_Work to be completed_. Extract all lines that hold "impl" from the records below.

· · · · · · ·

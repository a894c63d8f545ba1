//! GeoJSON Point 값 객체
//!
//! 사용자 위치는 MongoDB 2dsphere 인덱스가 이해하는 GeoJSON 형태로 저장됩니다.
//!
//! ```json
//! { "type": "Point", "coordinates": [2.35, 48.85] }
//! ```

use serde::{Deserialize, Serialize};
use crate::errors::{AppError, AppResult};
use crate::utils::geo_utils::validate_coordinates;

/// GeoJSON 지오메트리 타입 (Point만 지원)
#[derive(Debug, Clone, Copy, PartialEq, Eq, Serialize, Deserialize)]
pub enum GeoJsonType {
    Point,
}

/// GeoJSON Point
///
/// `coordinates`는 `[경도, 위도]` 또는 `[경도, 위도, 고도]`입니다.
#[derive(Debug, Clone, PartialEq, Serialize, Deserialize)]
pub struct GeoPoint {
    #[serde(rename = "type")]
    pub kind: GeoJsonType,
    pub coordinates: Vec<f64>,
}

impl GeoPoint {
    /// 좌표를 검증한 뒤 Point를 생성합니다.
    ///
    /// # Errors
    ///
    /// * `AppError::ValidationError` - 길이가 2/3이 아니거나 경도/위도 범위를 벗어난 경우
    pub fn new(coordinates: Vec<f64>) -> AppResult<Self> {
        let point = Self {
            kind: GeoJsonType::Point,
            coordinates,
        };
        point.validate()?;
        Ok(point)
    }

    /// 저장된 좌표를 다시 검증합니다.
    pub fn validate(&self) -> AppResult<()> {
        if validate_coordinates(&self.coordinates) {
            Ok(())
        } else {
            Err(AppError::ValidationError(format!(
                "유효하지 않은 좌표입니다: {:?}",
                self.coordinates
            )))
        }
    }

    pub fn longitude(&self) -> f64 {
        self.coordinates[0]
    }

    pub fn latitude(&self) -> f64 {
        self.coordinates[1]
    }

    pub fn altitude(&self) -> Option<f64> {
        self.coordinates.get(2).copied()
    }
}
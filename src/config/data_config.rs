//! 데이터 및 보안 설정 관리 모듈
//!
//! 데이터베이스 연결과 패스워드 해싱 관련 설정을 관리합니다.

use std::env;

/// bcrypt 기본 cost
pub const DEFAULT_BCRYPT_COST: u32 = 10;

const MIN_BCRYPT_COST: u32 = 4;
const MAX_BCRYPT_COST: u32 = 31;

/// MongoDB 연결 설정
pub struct DatabaseConfig;

impl DatabaseConfig {
    /// MongoDB 연결 URI를 반환합니다.
    ///
    /// # Environment Variables
    ///
    /// - `MONGODB_URI`: 기본값 `mongodb://localhost:27017`
    pub fn uri() -> String {
        env::var("MONGODB_URI").unwrap_or_else(|_| "mongodb://localhost:27017".to_string())
    }

    /// 사용할 데이터베이스 이름을 반환합니다.
    ///
    /// # Environment Variables
    ///
    /// - `DATABASE_NAME`: 기본값 `user_profile_dev`
    pub fn database_name() -> String {
        env::var("DATABASE_NAME").unwrap_or_else(|_| "user_profile_dev".to_string())
    }
}

/// 패스워드 해싱 설정
pub struct PasswordConfig;

impl PasswordConfig {
    /// 환경 변수 `BCRYPT_COST`에서 bcrypt cost를 읽습니다.
    ///
    /// 값이 없거나 4-31 범위를 벗어나면 [`DEFAULT_BCRYPT_COST`]를 사용합니다.
    pub fn bcrypt_cost() -> u32 {
        Self::bcrypt_cost_from(env::var("BCRYPT_COST").ok().as_deref())
    }

    /// 문자열 설정값을 bcrypt cost로 해석합니다.
    pub fn bcrypt_cost_from(raw: Option<&str>) -> u32 {
        match raw.and_then(|s| s.trim().parse::<u32>().ok()) {
            Some(cost) if (MIN_BCRYPT_COST..=MAX_BCRYPT_COST).contains(&cost) => cost,
            Some(cost) => {
                log::warn!("BCRYPT_COST={} is out of range, falling back to {}", cost, DEFAULT_BCRYPT_COST);
                DEFAULT_BCRYPT_COST
            }
            None => DEFAULT_BCRYPT_COST,
        }
    }
}
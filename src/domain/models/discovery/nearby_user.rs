//! 근접 검색 결과 모델

use chrono::NaiveDate;
use mongodb::bson::oid::ObjectId;
use serde::{Deserialize, Serialize};

/// 근접 검색 한 건
///
/// `$geoNear` 파이프라인의 `$project` 단계와 같은 필드만 가집니다.
/// 자격 증명과 그 밖의 속성은 포함하지 않습니다.
#[derive(Debug, Clone, PartialEq, Serialize, Deserialize)]
pub struct NearbyUser {
    #[serde(rename = "_id")]
    pub id: ObjectId,
    pub email: String,
    #[serde(default)]
    pub name: Option<String>,
    #[serde(default)]
    pub birthdate: Option<NaiveDate>,
    /// 기준점으로부터의 대원 거리 (미터)
    pub distance: f64,
}
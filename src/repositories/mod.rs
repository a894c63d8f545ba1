//! 데이터 액세스 계층을 담당하는 리포지토리 모듈
//!
//! 서비스 계층은 [`users::UserStore`] 트레이트에만 의존하며,
//! 운영 환경에서는 MongoDB 어댑터를, 테스트와 임베디드 환경에서는 인메모리 어댑터를 주입합니다.

pub mod users;
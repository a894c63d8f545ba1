//! 인증 및 보안 서비스 모듈
//!
//! 비밀번호 해싱, JWT 토큰 발급/검증, 로그인 흐름을 담당하는 서비스들을 제공합니다.
//!
//! # Security
//!
//! - bcrypt 솔트 해시 (기본 cost 10)
//! - HMAC-SHA256 토큰 서명
//! - 외부 공개 응답에서 자격 증명 필드 제거
//!
//! # Examples
//!
//! ```rust,ignore
//! use crate::services::auth::{CredentialService, PasswordService, TokenService};
//!
//! let credentials = CredentialService::new(store, PasswordService::from_env(), TokenService::from_env());
//! let token = credentials.issue_token(&user_id).await?;
//! ```

pub mod password_service;
pub mod token_service;
pub mod credential_service;

pub use password_service::*;
pub use token_service::*;
pub use credential_service::*;
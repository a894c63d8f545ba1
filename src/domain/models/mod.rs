//! 도메인 파생 모델
//!
//! - [`token`] - JWT 클레임
//! - [`discovery`] - 근접 검색 결과 투영

pub mod token;
pub mod discovery;

pub use token::*;
pub use discovery::*;
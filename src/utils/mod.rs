//! 공통 유틸리티 함수 모듈
//!
//! # Modules
//!
//! - [`string_utils`] - 이메일 정규화, 문자열 정리
//! - [`geo_utils`] - 좌표 검증, 구면 거리 계산

pub mod string_utils;
pub mod geo_utils;
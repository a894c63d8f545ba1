//! 관심사 목록 관리 서비스
//!
//! 관심사 목록은 이 서비스의 두 연산으로만 변경됩니다.
//! 각 연산은 레코드를 읽고, 메모리에서 변경한 뒤, 레코드 전체를 한 번에 저장합니다.
//! 같은 레코드에 대한 동시 변경은 마지막 쓰기가 이깁니다.

use std::sync::Arc;
use mongodb::bson::oid::ObjectId;
use crate::{
    domain::entities::users::User,
    errors::{AppError, AppResult},
    repositories::users::UserStore,
};

pub struct InterestService {
    store: Arc<dyn UserStore>,
}

impl InterestService {
    pub fn new(store: Arc<dyn UserStore>) -> Self {
        Self { store }
    }

    /// 관심사 추가
    ///
    /// # Errors
    ///
    /// * `AppError::DuplicateInterest` - 이미 있는 관심사 (개수 검사보다 우선)
    /// * `AppError::InterestLimitExceeded` - 이미 5개
    /// * `AppError::NotFound` - 사용자 없음
    pub async fn add_interest(&self, user_id: &ObjectId, interest_id: &str) -> AppResult<User> {
        let mut user = self.load(user_id).await?;

        user.add_interest(interest_id)?;
        user.validate()?;
        self.store.save(&user).await?;

        log::info!("관심사 추가: user={} interest={} count={}", user.id, interest_id, user.interests().len());
        Ok(user)
    }

    /// 관심사 제거 (멱등)
    ///
    /// 목록에 없는 ID여도 에러 없이 레코드를 저장합니다.
    pub async fn remove_interest(&self, user_id: &ObjectId, interest_id: &str) -> AppResult<User> {
        let mut user = self.load(user_id).await?;

        user.remove_interest(interest_id);
        self.store.save(&user).await?;

        log::info!("관심사 제거: user={} interest={} count={}", user.id, interest_id, user.interests().len());
        Ok(user)
    }

    async fn load(&self, user_id: &ObjectId) -> AppResult<User> {
        self.store.find_by_id(user_id).await?
            .ok_or_else(|| AppError::NotFound("사용자를 찾을 수 없습니다".to_string()))
    }
}
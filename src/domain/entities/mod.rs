//! 도메인 엔티티 모듈

pub mod users;
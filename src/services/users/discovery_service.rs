//! # 사용자 탐색 서비스
//!
//! 나이 범위 검색과 거리 기반 근접 검색을 제공합니다.
//! 두 연산 모두 읽기 전용이며, 호출할 때마다 쿼리를 새로 실행하는 스트림을 반환합니다.
//!
//! ## 나이 범위 → 생년월일 범위
//!
//! ```text
//! min_birthdate = date(today.year - max_age - 1, today.month, today.day)
//! max_birthdate = date(today.year - min_age,     today.month, today.day)
//!
//! min_birthdate <= birthdate <= max_birthdate   (양 끝 포함)
//! ```
//!
//! 하한은 `max_age + 1`년을 빼므로 최대 나이 경계에서 약 1년을 더 포함합니다.
//! 기존 동작과의 호환을 위해 이 창을 그대로 유지합니다.

use std::sync::Arc;
use chrono::{Datelike, Days, NaiveDate};
use crate::{
    domain::entities::users::GeoPoint,
    errors::{AppError, AppResult},
    repositories::users::{NearbyUserStream, UserStore, UserStream},
};

/// 나이 범위에 해당하는 생년월일 창 `[min, max]`을 계산합니다.
///
/// 기준일이 2월 29일이고 대상 연도가 평년이면 3월 1일로 넘어갑니다.
///
/// # Errors
///
/// * `AppError::ValidationError` - 계산된 연도가 표현 범위를 벗어난 경우
pub fn birthdate_window(min_age: u32, max_age: u32, today: NaiveDate) -> AppResult<(NaiveDate, NaiveDate)> {
    let min_birthdate = years_before(today, i64::from(max_age) + 1)?;
    let max_birthdate = years_before(today, i64::from(min_age))?;
    Ok((min_birthdate, max_birthdate))
}

fn years_before(today: NaiveDate, years: i64) -> AppResult<NaiveDate> {
    let out_of_range = || AppError::ValidationError(format!("나이 {}는 허용 범위를 벗어났습니다", years));

    let year = i32::try_from(i64::from(today.year()) - years).map_err(|_| out_of_range())?;

    // 존재하지 않는 날짜는 다음 달로 넘깁니다 (2월 29일 → 3월 1일)
    NaiveDate::from_ymd_opt(year, today.month(), 1)
        .and_then(|first| first.checked_add_days(Days::new(u64::from(today.day() - 1))))
        .ok_or_else(out_of_range)
}

/// 나이/거리 기반 사용자 탐색 서비스
///
/// ```rust,ignore
/// let discovery = DiscoveryService::new(store.clone());
///
/// let mut nearby = discovery.find_by_distance(&[2.35, 48.85], 10.0).await?;
/// while let Some(user) = nearby.try_next().await? {
///     println!("{} - {:.0}m", user.email, user.distance);
/// }
/// ```
pub struct DiscoveryService {
    store: Arc<dyn UserStore>,
}

impl DiscoveryService {
    pub fn new(store: Arc<dyn UserStore>) -> Self {
        Self { store }
    }

    /// `today` 기준 나이가 `[min_age, max_age]` 범위인 사용자
    pub async fn find_by_age_range(&self, min_age: u32, max_age: u32, today: NaiveDate) -> AppResult<UserStream> {
        let (min_birthdate, max_birthdate) = birthdate_window(min_age, max_age, today)?;
        log::debug!("나이 범위 검색: {}-{}세 → {} ~ {}", min_age, max_age, min_birthdate, max_birthdate);

        self.store.find_by_birthdate_range(min_birthdate, max_birthdate).await
    }

    /// `origin`에서 `max_distance_km` 이내의 사용자를 가까운 순으로 반환합니다.
    ///
    /// 결과에는 id, email, name, birthdate, distance(미터)만 포함됩니다.
    ///
    /// # Errors
    ///
    /// * `AppError::ValidationError` - 원점 좌표가 잘못되었거나 거리가 음수/NaN
    pub async fn find_by_distance(&self, origin: &[f64], max_distance_km: f64) -> AppResult<NearbyUserStream> {
        let origin = GeoPoint::new(origin.to_vec())?;

        if !max_distance_km.is_finite() || max_distance_km < 0.0 {
            return Err(AppError::ValidationError(format!(
                "검색 거리는 0 이상이어야 합니다: {}", max_distance_km
            )));
        }

        let max_distance_meters = max_distance_km * 1000.0;
        log::debug!(
            "근접 검색: origin=[{}, {}] radius={}m",
            origin.longitude(), origin.latitude(), max_distance_meters
        );

        self.store.find_near(&origin, max_distance_meters).await
    }
}
//! 사용자 관리 서비스 모듈
//!
//! 사용자 레코드의 생명주기와 탐색 기능을 담당하는 서비스들을 제공합니다.
//!
//! # Features
//!
//! - 사용자 등록 및 프로필 수정 ([`UserService`])
//! - 관심사 목록 관리 ([`InterestService`])
//! - 나이 범위/근접 검색 ([`DiscoveryService`])
//!
//! # Examples
//!
//! ```rust,ignore
//! use crate::services::users::UserService;
//! use crate::domain::dto::users::request::CreateUserRequest;
//!
//! let user_service = UserService::new(store.clone(), PasswordService::from_env());
//! let response = user_service.register(CreateUserRequest::new("a@example.com", "abc123")).await?;
//! ```

pub mod user_service;
pub mod interest_service;
pub mod discovery_service;

pub use user_service::*;
pub use interest_service::*;
pub use discovery_service::*;
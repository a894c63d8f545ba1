//! # 사용자 리포지토리 구현 (MongoDB)
//!
//! [`UserStore`] 포트의 운영 어댑터입니다.
//!
//! ## 특징
//!
//! - **쓰기 전 검증**: `insert`/`save`는 [`User::validate`]를 통과한 레코드만 기록
//! - **원자적 쓰기**: 모든 변경은 `replace_one` 한 번으로 레코드 전체를 교체
//! - **구면 근접 검색**: `$geoNear` (`spherical: true`) 집계 파이프라인
//! - **인덱스 관리**: email(unique), location(2dsphere), birthdate

use std::sync::Arc;
use async_trait::async_trait;
use chrono::NaiveDate;
use futures_util::{StreamExt, TryStreamExt};
use mongodb::{
    bson::{doc, oid::ObjectId, Document},
    options::IndexOptions,
    Collection, IndexModel,
};
use crate::{
    db::Database,
    domain::{
        entities::users::{GeoPoint, User},
        models::discovery::NearbyUser,
    },
    errors::{AppError, AppResult},
    repositories::users::user_store::{NearbyUserStream, UserStore, UserStream},
};

/// 사용자 컬렉션 이름
pub const USER_COLLECTION: &str = "users";

/// 사용자 데이터 액세스 리포지토리
///
/// ## L2 Storage (MongoDB)
/// - **컬렉션명**: `users`
/// - **인덱스**: email(unique), location(2dsphere), birthdate(asc)
///
/// ## 사용 예제
///
/// ```rust,ignore
/// let repo = MongoUserRepository::new(Arc::new(Database::new().await?));
/// repo.create_indexes().await?;
///
/// let found = repo.find_by_email("john@example.com").await?;
/// ```
pub struct MongoUserRepository {
    /// MongoDB 데이터베이스 연결
    db: Arc<Database>,
}

impl MongoUserRepository {
    pub fn new(db: Arc<Database>) -> Self {
        Self { db }
    }

    fn collection(&self) -> Collection<User> {
        self.db.get_database().collection::<User>(USER_COLLECTION)
    }

    /// 데이터베이스 인덱스 생성
    ///
    /// 1. **이메일 유니크 인덱스** - 중복 이메일 방지 및 로그인 조회
    /// 2. **location 2dsphere 인덱스** - `$geoNear` 구면 근접 검색에 필수
    /// 3. **birthdate 인덱스** - 나이 범위 검색
    ///
    /// 애플리케이션 초기화 시점에 한 번 실행합니다.
    /// 이미 중복 이메일이 있는 컬렉션에서는 유니크 인덱스 생성이 실패합니다.
    pub async fn create_indexes(&self) -> AppResult<()> {
        let email_index = IndexModel::builder()
            .keys(doc! { "email": 1 })
            .options(IndexOptions::builder()
                .unique(true)
                .name("email_unique".to_string())
                .build())
            .build();

        let location_index = IndexModel::builder()
            .keys(doc! { "location": "2dsphere" })
            .options(IndexOptions::builder()
                .name("location_2dsphere".to_string())
                .build())
            .build();

        let birthdate_index = IndexModel::builder()
            .keys(doc! { "birthdate": 1 })
            .options(IndexOptions::builder()
                .name("birthdate_asc".to_string())
                .build())
            .build();

        self.collection()
            .create_indexes([email_index, location_index, birthdate_index])
            .await?;

        log::info!("users 컬렉션 인덱스 확인 완료");
        Ok(())
    }
}

/// `$geoNear` 집계 파이프라인
///
/// `$geoNear`는 반드시 첫 단계여야 하며, 결과는 거리 오름차순으로 나옵니다.
pub(crate) fn geo_near_pipeline(origin: &GeoPoint, max_distance_meters: f64) -> Vec<Document> {
    vec![
        doc! {
            "$geoNear": {
                "near": {
                    "type": "Point",
                    "coordinates": [origin.longitude(), origin.latitude()],
                },
                "key": "location",
                "distanceField": "distance",
                "maxDistance": max_distance_meters,
                "spherical": true,
            }
        },
        doc! {
            "$project": {
                "_id": 1,
                "email": 1,
                "name": 1,
                "birthdate": 1,
                "distance": 1,
            }
        },
    ]
}

/// 생년월일 범위 필터 (`YYYY-MM-DD` 문자열 비교)
pub(crate) fn birthdate_range_filter(min: NaiveDate, max: NaiveDate) -> Document {
    doc! {
        "birthdate": {
            "$gte": min.format("%Y-%m-%d").to_string(),
            "$lte": max.format("%Y-%m-%d").to_string(),
        }
    }
}

#[async_trait]
impl UserStore for MongoUserRepository {
    async fn insert(&self, user: &User) -> AppResult<()> {
        user.validate()?;
        self.collection().insert_one(user).await?;
        Ok(())
    }

    async fn find_by_id(&self, id: &ObjectId) -> AppResult<Option<User>> {
        let user = self.collection()
            .find_one(doc! { "_id": *id })
            .await?;
        Ok(user)
    }

    async fn find_by_email(&self, email: &str) -> AppResult<Option<User>> {
        let user = self.collection()
            .find_one(doc! { "email": email })
            .await?;
        Ok(user)
    }

    async fn save(&self, user: &User) -> AppResult<()> {
        user.validate()?;
        let result = self.collection()
            .replace_one(doc! { "_id": user.id }, user)
            .await?;

        if result.matched_count == 0 {
            return Err(AppError::NotFound("사용자를 찾을 수 없습니다".to_string()));
        }
        Ok(())
    }

    async fn find_by_birthdate_range(&self, min: NaiveDate, max: NaiveDate) -> AppResult<UserStream> {
        let cursor = self.collection()
            .find(birthdate_range_filter(min, max))
            .await?;

        Ok(cursor.map_err(AppError::from).boxed())
    }

    async fn find_near(&self, origin: &GeoPoint, max_distance_meters: f64) -> AppResult<NearbyUserStream> {
        let cursor = self.collection()
            .aggregate(geo_near_pipeline(origin, max_distance_meters))
            .await?;

        let stream = cursor
            .map_err(AppError::from)
            .and_then(|document| async move {
                mongodb::bson::from_document::<NearbyUser>(document)
                    .map_err(|e| AppError::PersistenceError(e.to_string()))
            });

        Ok(stream.boxed())
    }
}

#[cfg(test)]
mod tests {
    use super::*;

    #[test]
    fn test_geo_near_is_first_stage_and_spherical() {
        let origin = GeoPoint::new(vec![2.35, 48.85]).unwrap();
        let pipeline = geo_near_pipeline(&origin, 10_000.0);

        let geo_near = pipeline[0].get_document("$geoNear").unwrap();
        assert!(geo_near.get_bool("spherical").unwrap());
        assert_eq!(geo_near.get_f64("maxDistance").unwrap(), 10_000.0);
        assert_eq!(geo_near.get_str("distanceField").unwrap(), "distance");

        let project = pipeline[1].get_document("$project").unwrap();
        assert!(!project.contains_key("password_hash"));
        assert!(!project.contains_key("token"));
        assert!(project.contains_key("distance"));
    }

    #[test]
    fn test_birthdate_filter_is_inclusive() {
        let min = NaiveDate::from_ymd_opt(1993, 6, 15).unwrap();
        let max = NaiveDate::from_ymd_opt(1999, 6, 15).unwrap();
        let filter = birthdate_range_filter(min, max);

        let range = filter.get_document("birthdate").unwrap();
        assert_eq!(range.get_str("$gte").unwrap(), "1993-06-15");
        assert_eq!(range.get_str("$lte").unwrap(), "1999-06-15");
    }
}
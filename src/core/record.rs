use crate::core::convert::format_amount;
use crate::core::currency::CurrencyCode;
use chrono::{DateTime, Local};
use std::fmt::Display;

pub const TIMESTAMP_FORMAT: &str = "%Y-%m-%d %H:%M:%S";

/// One completed exchange. Created once per successful conversion and never
/// modified afterwards.
#[derive(Debug, Clone, PartialEq)]
pub struct ConversionRecord {
    pub timestamp: DateTime<Local>,
    pub amount: f64,
    pub source: CurrencyCode,
    pub target: CurrencyCode,
    pub result_amount: f64,
}

impl ConversionRecord {
    pub fn new(
        amount: f64,
        source: CurrencyCode,
        target: CurrencyCode,
        result_amount: f64,
    ) -> Self {
        Self {
            timestamp: Local::now(),
            amount,
            source,
            target,
            result_amount,
        }
    }
}

/// The human readable history line, also used as the persisted format.
impl Display for ConversionRecord {
    fn fmt(&self, f: &mut std::fmt::Formatter<'_>) -> std::fmt::Result {
        write!(
            f,
            "Date: {}, Amount: {} {} -> {} {}",
            self.timestamp.format(TIMESTAMP_FORMAT),
            self.amount,
            self.source.code(),
            format_amount(self.result_amount),
            self.target.description()
        )
    }
}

· · · · · · ·

_Task result_.
impl GeoPoint {
impl DatabaseConfig {
impl PasswordConfig {
impl InterestService {
impl DiscoveryService {
impl MongoUserRepository {
impl UserStore for MongoUserRepository {
impl ConversionRecord {
impl Display for ConversionRecord {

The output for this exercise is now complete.